False Alarms:

Chris Matera's vision of Massachusetts being clearcut at an ever-accelerating pace (Letters, Dec. 10, 2009) is simply false. Endless repetition of the claim does not make it any more true.

Matera's photographic sleights-of-hand, fanciful rhetoric and willingness to play fast and loose with facts and terminology paint a false picture of the present and an unconvincing doomsday vision of a Massachusetts future where all the trees are tiny because "they" have cut all the big ones down. A careful look at the dynamics of forests, forestry and people in Massachusetts yields a far more complex picture than Matera would have us believe.

Charles Thompson
Pelham

…and Comcast

Your Dec. 17th article on the Amherst wireless network incorrectly attributes the effort and funding for the downtown network to the UMass Office of Information Technology. In fact, the project was funded by grants my colleague Brian Levine and I obtained from DARPA [the Defense Advanced Research Projects Agency] and NSF [the National Science Foundation] as part of the UMass Computer Science Department. Thank you for featuring our work.

Unfortunately, as the article and Kris Pacunas rightly pointed out, it simply isn't possible or wise for governments to become full-fledged Internet service providers—it is wildly expensive and distracting. Building networks requires billions of dollars in risky capital investment on the parts of corporations, such as Comcast. The core and future of their business is not as a cable provider, but as a partner to content providers.

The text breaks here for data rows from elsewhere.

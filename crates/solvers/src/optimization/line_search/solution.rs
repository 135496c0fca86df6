/// Indicates how the line search terminated.
#[derive(Debug, Clone, Copy, PartialEq, Eq)]
pub enum Status {
    /// The slope dropped within tolerance.
    Converged,

    /// Stopped early due to an observer decision.
    StoppedByObserver,
}

/// The result of a line search.
#[derive(Debug, Clone, Copy, PartialEq)]
pub struct Solution {
    /// Final solver status.
    pub status: Status,

    /// The step `t*` along the searched direction.
    pub step: f64,

    /// The estimated `g'(t*)`.
    pub slope: f64,

    /// Number of Newton updates performed.
    pub iters: usize,
}
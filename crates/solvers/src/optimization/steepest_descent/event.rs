use slope_core::Snapshot;

/// Event emitted by the steepest descent solver after each outer iteration.
#[derive(Debug)]
pub struct Event<'a, I, O, const N: usize> {
    /// The iteration number, starting at 1.
    pub iter: usize,

    /// The new point, `x − step · direction`.
    pub x: [f64; N],

    /// The objective at `x`.
    pub objective: f64,

    /// The gradient norm at `x`.
    pub gradient_norm: f64,

    /// The unit direction searched along, taken from the previous gradient.
    pub direction: [f64; N],

    /// The step length found by the line search.
    pub step: f64,

    /// Newton updates performed by the line search.
    pub line_search_iters: usize,

    /// Model input and output at `x`.
    pub snapshot: &'a Snapshot<I, O>,
}
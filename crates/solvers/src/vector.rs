//! Small vector helpers shared by the descent solvers.

/// Returns the Euclidean norm of `v`: the square root of the sum of squares.
///
/// Returns `0.0` for the zero vector.
///
/// ```
/// use slope_solvers::vector::euclidean_norm;
///
/// assert_eq!(euclidean_norm(&[3.0, 4.0]), 5.0);
/// ```
#[must_use]
pub fn euclidean_norm(v: &[f64]) -> f64 {
    v.iter().map(|c| c * c).sum::<f64>().sqrt()
}

/// Scales `v` to unit length.
///
/// Returns `None` when the norm is zero or not finite, since no direction can
/// be derived from such a vector.
#[must_use]
pub fn unit_direction<const N: usize>(v: &[f64; N]) -> Option<[f64; N]> {
    let norm = euclidean_norm(v);
    if norm == 0.0 || !norm.is_finite() {
        return None;
    }
    Some(v.map(|c| c / norm))
}

#[cfg(test)]
mod tests {
    use super::*;

    use approx::assert_relative_eq;

    #[test]
    fn norm_of_three_four_is_five() {
        assert_relative_eq!(euclidean_norm(&[3.0, 4.0]), 5.0);
    }

    #[test]
    fn norm_of_zero_vector_is_zero() {
        assert_eq!(euclidean_norm(&[0.0, 0.0, 0.0]), 0.0);
    }

    #[test]
    fn norm_ignores_sign() {
        assert_relative_eq!(euclidean_norm(&[-1.0, 2.0, -2.0]), 3.0);
    }

    #[test]
    fn unit_direction_has_unit_norm() {
        let gradients = [[0.0, -1.0, 0.0], [3.0, 4.0, 12.0], [1e-8, -2e-8, 5e-9]];

        for g in gradients {
            let s = unit_direction(&g).expect("nonzero gradient");
            assert_relative_eq!(euclidean_norm(&s), 1.0, epsilon = 1e-12);
        }
    }

    #[test]
    fn unit_direction_keeps_orientation() {
        let s = unit_direction(&[3.0, 4.0]).unwrap();

        assert_relative_eq!(s[0], 0.6);
        assert_relative_eq!(s[1], 0.8);
    }

    #[test]
    fn unit_direction_of_zero_is_none() {
        assert!(unit_direction(&[0.0; 4]).is_none());
        assert!(unit_direction(&[f64::NAN, 1.0]).is_none());
    }
}
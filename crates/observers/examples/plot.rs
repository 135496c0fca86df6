//! Interactive visualizations of the slope solvers.
//!
//! Each mode minimizes f(x, y, z) = x³ + y² + 2z² − yz − y from the origin and
//! opens an interactive plot window showing how the solver progressed.
//!
//! # Usage
//!
//! ```text
//! cargo run --example plot --features plot -- gradient
//! cargo run --example plot --features plot -- steepest
//! cargo run --example plot --features plot -- compare 1e-6
//! ```
//!
//! # Modes
//!
//! - **gradient**: gradient descent. Shows the objective gap to the minimum
//!   and the gradient norm; the first iterations overshoot and halve the step.
//!
//! - **steepest**: steepest descent. Same traces; each iteration is a full
//!   line search, so far fewer iterations are needed.
//!
//! - **compare [precision]**: the gradient norm of both solvers on one plot.
//!   Defaults to a precision of `1e-3`; try `1e-6` to stretch the runs.

use std::error::Error;

use slope_core::FnObjective;
use slope_observers::{PlotObserver, ShowConfig};
use slope_solvers::optimization::{gradient_descent, steepest_descent};

/// The objective's value at its stationary point (0, 4/7, 1/7).
const MINIMUM: f64 = -2.0 / 7.0;

fn cubic(x: &[f64; 3]) -> f64 {
    x[0].powi(3) + x[1].powi(2) + 2.0 * x[2].powi(2) - x[1] * x[2] - x[1]
}

fn main() -> Result<(), Box<dyn Error>> {
    let mode = std::env::args().nth(1).unwrap_or_else(|| "gradient".into());
    match mode.as_str() {
        "gradient" => gradient(),
        "steepest" => steepest(),
        "compare" => {
            let precision = std::env::args()
                .nth(2)
                .as_deref()
                .map(str::parse::<f64>)
                .transpose()
                .unwrap_or_else(|_| {
                    eprintln!("Invalid precision, expected a number such as 1e-6");
                    std::process::exit(1);
                })
                .unwrap_or(1e-3);
            compare(precision)
        }
        other => {
            eprintln!("Unknown mode: {other}");
            eprintln!("Usage: plot [gradient|steepest|compare [precision]]");
            std::process::exit(1);
        }
    }
}

/// Plot gradient descent on a log scale.
///
/// The objective trace is the gap `f(x) − f*`, which stays positive once the
/// solver settles near the minimum.
fn gradient() -> Result<(), Box<dyn Error>> {
    let objective = FnObjective::new(cubic);
    let mut obs = PlotObserver::<2>::new(["f(x) − f*", "Gradient norm"]);

    gradient_descent::minimize(
        &objective,
        &objective,
        &[0.0, 0.0, 0.0],
        &gradient_descent::Config::default(),
        |event: &gradient_descent::Event<'_, [f64; 3], f64, 3>| {
            #[allow(clippy::cast_precision_loss)]
            let iter = event.iter as f64;
            obs.record(
                iter,
                [Some(event.objective - MINIMUM), Some(event.gradient_norm)],
            );
            None
        },
    )?;

    obs.show(
        ShowConfig::new()
            .title("Gradient descent from the origin (log₁₀ scale)")
            .legend()
            .log_y(),
    )?;

    Ok(())
}

/// Plot steepest descent on a log scale.
fn steepest() -> Result<(), Box<dyn Error>> {
    let objective = FnObjective::new(cubic);
    let mut obs = PlotObserver::<2>::new(["f(x) − f*", "Gradient norm"]);

    steepest_descent::minimize(
        &objective,
        &objective,
        &[0.0, 0.0, 0.0],
        &steepest_descent::Config::default(),
        |event: &steepest_descent::Event<'_, [f64; 3], f64, 3>| {
            #[allow(clippy::cast_precision_loss)]
            let iter = event.iter as f64;
            obs.record(
                iter,
                [Some(event.objective - MINIMUM), Some(event.gradient_norm)],
            );
            None
        },
    )?;

    obs.show(
        ShowConfig::new()
            .title("Steepest descent from the origin (log₁₀ scale)")
            .legend()
            .log_y(),
    )?;

    Ok(())
}

/// Overlay the gradient norm of both solvers.
fn compare(precision: f64) -> Result<(), Box<dyn Error>> {
    let objective = FnObjective::new(cubic);
    let mut obs = PlotObserver::<2>::new(["Gradient descent", "Steepest descent"]);

    gradient_descent::minimize(
        &objective,
        &objective,
        &[0.0, 0.0, 0.0],
        &gradient_descent::Config::new(precision)?,
        |event: &gradient_descent::Event<'_, [f64; 3], f64, 3>| {
            #[allow(clippy::cast_precision_loss)]
            let iter = event.iter as f64;
            obs.record(iter, [Some(event.gradient_norm), None]);
            None
        },
    )?;

    steepest_descent::minimize(
        &objective,
        &objective,
        &[0.0, 0.0, 0.0],
        &steepest_descent::Config::new(precision)?,
        |event: &steepest_descent::Event<'_, [f64; 3], f64, 3>| {
            #[allow(clippy::cast_precision_loss)]
            let iter = event.iter as f64;
            obs.record(iter, [None, Some(event.gradient_norm)]);
            None
        },
    )?;

    obs.show(
        ShowConfig::new()
            .title(format!("Gradient norm at precision {precision} (log₁₀ scale)"))
            .legend()
            .log_y(),
    )?;

    Ok(())
}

Comcast has always been in a partnership with the networks, and must now enter into partnerships with Internet content providers to make continued infrastructure investment worthwhile and to stay ahead of the imminent threat of wireless ISPs.

The article is just the latest in a series from the Valley press with more doomsday quotes from Josh Silver promulgating Comcast as the new boogie man. To say that they are "buying up all of the water supply" is simply insane: Comcast cannot buy the Internet. When Comcast starts censoring something other than kids stealing movies and music using BitTorrent, I will be the first to find a new provider, but I don't see it happening.

Mark Corner
Associate Professor, UMass Computer Science Dept.